St. Xavier's High School & Junior College, formerly called St. Xavier's High School, is a Catholic school located in the Mumbai Suburban district in Vile Parle West.

The school & Junior College caters to pupils from kindergarten up to class 12 and the medium of instruction is the English language. The school is affiliated to the Maharashtra State Board of Secondary and Higher Secondary Education, Pune, which conducts the annual Board Exams namely the Secondary School Certificate (SSC) examinations and the Higher Secondary School Certificate (HSC) examinations at the close of class 10 and class 12 respectively.

History
It is generally believed that the school started functioning in the early 1890s, some claim it started in 1837 under a banyan tree that fell due to heavy winds and rains on 6 June 2020 inside the educational institution's campus.
Near the level crossing on the western side, St Xaviers church was established in 1868 which saw the commencement of the school. The opening of this school was done by St Vincent de Paul societies Parish Conference.

School life

School flag and shield
The emblem of St. Xavier High School is a shield with a torch in the centre, olive branches on either side and the words "For God and Country" listed on the top of the shield. A banner at the bottom emblazons the motto of the school - "Truth Duty Charity" at the bottom. 
The school flag is the aforementioned emblem in white, on a cobalt blue background.

Motto, school song and school hymn
The Motto of the school is "Truth Duty Charity to God and Country"

House system

The objective of the house system is to foster a sense of collective responsibility and solidarity amongst students. The house system also serves as the centre of school life, with gents from different houses often competing at sports and other co-curricular activities.

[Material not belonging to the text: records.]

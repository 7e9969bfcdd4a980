//! View resolver: logical view names → virtual paths.
//!
//! | Name shape                 | Example              | Resolution                  |
//! |----------------------------|----------------------|-----------------------------|
//! | application-relative       | `~/Shared/Foo`, `/x` | used as given               |
//! | file-relative              | `Foo.liquid`         | next to the executing view  |
//! | logical                    | `Foo`                | every location, in order    |
//!
//! Location formats substitute `{name}`, `{controller}` and `{area}`. A
//! format needing a routing field the request does not carry is skipped.

use std::sync::Arc;

use super::path::has_extension;
use super::provider::StoreViewProvider;
use crate::template::RenderError;

/// Routing fields available to location formats.
#[derive(Debug, Clone, Default)]
pub struct RoutingContext {
    pub controller: Option<String>,
    pub area: Option<String>,
    /// Path of the view doing the lookup, for file-relative names.
    pub executing_path: Option<String>,
}

impl RoutingContext {
    pub fn controller(controller: impl Into<String>) -> Self {
        Self {
            controller: Some(controller.into()),
            ..Self::default()
        }
    }

    pub fn with_area(mut self, area: impl Into<String>) -> Self {
        self.area = Some(area.into());
        self
    }
}

/// Outcome of a view lookup. A miss is a normal result, not an error.
#[derive(Debug, Clone, PartialEq, Eq)]
pub enum ViewLookup {
    Found(String),
    /// Every path tried, in order.
    NotFound(Vec<String>),
}

pub struct ViewEngine {
    provider: Arc<StoreViewProvider>,
    locations: Vec<String>,
}

impl ViewEngine {
    pub fn new(provider: Arc<StoreViewProvider>, locations: Vec<String>) -> Self {
        Self {
            provider,
            locations,
        }
    }

    pub fn locations(&self) -> &[String] {
        &self.locations
    }

    pub async fn find_view(
        &self,
        name: &str,
        routing: &RoutingContext,
    ) -> Result<ViewLookup, RenderError> {
        let candidates = self.candidates(name, routing);
        for candidate in &candidates {
            if self.provider.exists(candidate).await? {
                return Ok(ViewLookup::Found(candidate.clone()));
            }
        }
        Ok(ViewLookup::NotFound(candidates))
    }

    /// Paths to try for `name`, in order.
    pub fn candidates(&self, name: &str, routing: &RoutingContext) -> Vec<String> {
        let name = name.trim();
        if name.starts_with('~') || name.starts_with('/') {
            return vec![name.trim_start_matches('~').to_owned()];
        }
        if has_extension(name, self.provider.extension()) {
            return vec![relative_to(routing.executing_path.as_deref(), name)];
        }

        self.locations
            .iter()
            .filter_map(|format| expand(format, name, routing))
            .collect()
    }
}

/// Substitute routing fields into `format`; `None` if a needed one is absent.
fn expand(format: &str, name: &str, routing: &RoutingContext) -> Option<String> {
    let mut path = format.replace("{name}", name);
    for (placeholder, value) in [
        ("{controller}", routing.controller.as_deref()),
        ("{area}", routing.area.as_deref()),
    ] {
        if path.contains(placeholder) {
            path = path.replace(placeholder, value?);
        }
    }
    Some(path)
}

fn relative_to(executing: Option<&str>, name: &str) -> String {
    let directory = executing
        .and_then(|path| path.rfind('/').map(|i| &path[..=i]))
        .unwrap_or("/");
    format!("{directory}{name}")
}

#[cfg(test)]
mod tests {
    use super::*;
    use crate::signal::ChangeBus;
    use crate::store::{MemoryRepository, Page, Repository};
    use crate::view::cache::TemplateCache;
    use crate::view::file::NullProvider;
    use crate::view::path::VIEW_EXTENSION;

    fn engine(paths: &[&str], locations: &[&str]) -> ViewEngine {
        let repo = Arc::new(MemoryRepository::<Page>::new());
        for (i, path) in paths.iter().enumerate() {
            repo.insert(Page {
                name: format!("p{i}"),
                path: (*path).to_owned(),
                body: String::new(),
                ..Page::default()
            })
            .unwrap();
        }
        let provider = StoreViewProvider::new(
            repo,
            Arc::new(ChangeBus::new()),
            Arc::new(NullProvider),
            Arc::new(TemplateCache::new()),
            VIEW_EXTENSION,
        );
        ViewEngine::new(
            Arc::new(provider),
            locations.iter().map(|s| (*s).to_owned()).collect(),
        )
    }

    const LOCATIONS: &[&str] = &["/{area}/{controller}/{name}", "/Shared/{name}"];

    #[tokio::test]
    async fn test_falls_through_to_shared() {
        let engine = engine(&["/shared/foo"], LOCATIONS);

        let with_area = RoutingContext::controller("Home").with_area("Admin");
        assert_eq!(
            engine.find_view("foo", &with_area).await.unwrap(),
            ViewLookup::Found("/Shared/foo".into())
        );
        let without_area = RoutingContext::controller("Blog");
        assert_eq!(
            engine.find_view("foo", &without_area).await.unwrap(),
            ViewLookup::Found("/Shared/foo".into())
        );
    }

    #[tokio::test]
    async fn test_first_location_wins() {
        let engine = engine(&["/admin/home/foo", "/shared/foo"], LOCATIONS);
        let routing = RoutingContext::controller("Home").with_area("Admin");
        assert_eq!(
            engine.find_view("foo", &routing).await.unwrap(),
            ViewLookup::Found("/Admin/Home/foo".into())
        );
    }

    #[tokio::test]
    async fn test_not_found_lists_attempts_in_order() {
        let engine = engine(&[], LOCATIONS);
        let routing = RoutingContext::controller("Home").with_area("Admin");
        assert_eq!(
            engine.find_view("foo", &routing).await.unwrap(),
            ViewLookup::NotFound(vec!["/Admin/Home/foo".into(), "/Shared/foo".into()])
        );
    }

    #[tokio::test]
    async fn test_qualified_names_bypass_locations() {
        let engine = engine(&["/home/index"], LOCATIONS);
        let routing = RoutingContext::controller("Home");

        assert_eq!(
            engine.find_view("~/Home/Index.liquid", &routing).await.unwrap(),
            ViewLookup::Found("/Home/Index.liquid".into())
        );
        assert_eq!(
            engine.find_view("/Home/Nope", &routing).await.unwrap(),
            ViewLookup::NotFound(vec!["/Home/Nope".into()])
        );

        let routing = RoutingContext {
            executing_path: Some("/Home/Layout.liquid".into()),
            ..RoutingContext::default()
        };
        assert_eq!(
            engine.find_view("Index.liquid", &routing).await.unwrap(),
            ViewLookup::Found("/Home/Index.liquid".into())
        );
    }

    #[test]
    fn test_expand_placeholders() {
        let routing = RoutingContext::controller("Home");
        assert_eq!(
            expand("/{controller}/{name}.liquid", "Index", &routing).as_deref(),
            Some("/Home/Index.liquid")
        );
        assert_eq!(expand("/{area}/{name}", "Index", &routing), None);
    }
}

There are four school houses, viz. – Blue, Green, Red, Yellow.

School uniform
For the secondary section, the school uniform is as follows, The T-shirt is grey with the school emblem on the pocket denoting the house of the student who wears it, and the pant (from std.5th to std.10th) is dark grey in colour with a belt which also has the emblem on it. Identity card is also a part of the school uniform.

Culture

SXHS is a cosmopolitan school. The school imparts Christian values to the children. The Christmas Concert is celebrated every December and is a three-day event. A sports meet and a farewell party for students who are passing out of the institution are also held annually. Inter-house competitions are held in elocution, drama, debating etc.

Governance

The school employs the prefect system for governance. A different set of prefect are selected for the primary and secondary section.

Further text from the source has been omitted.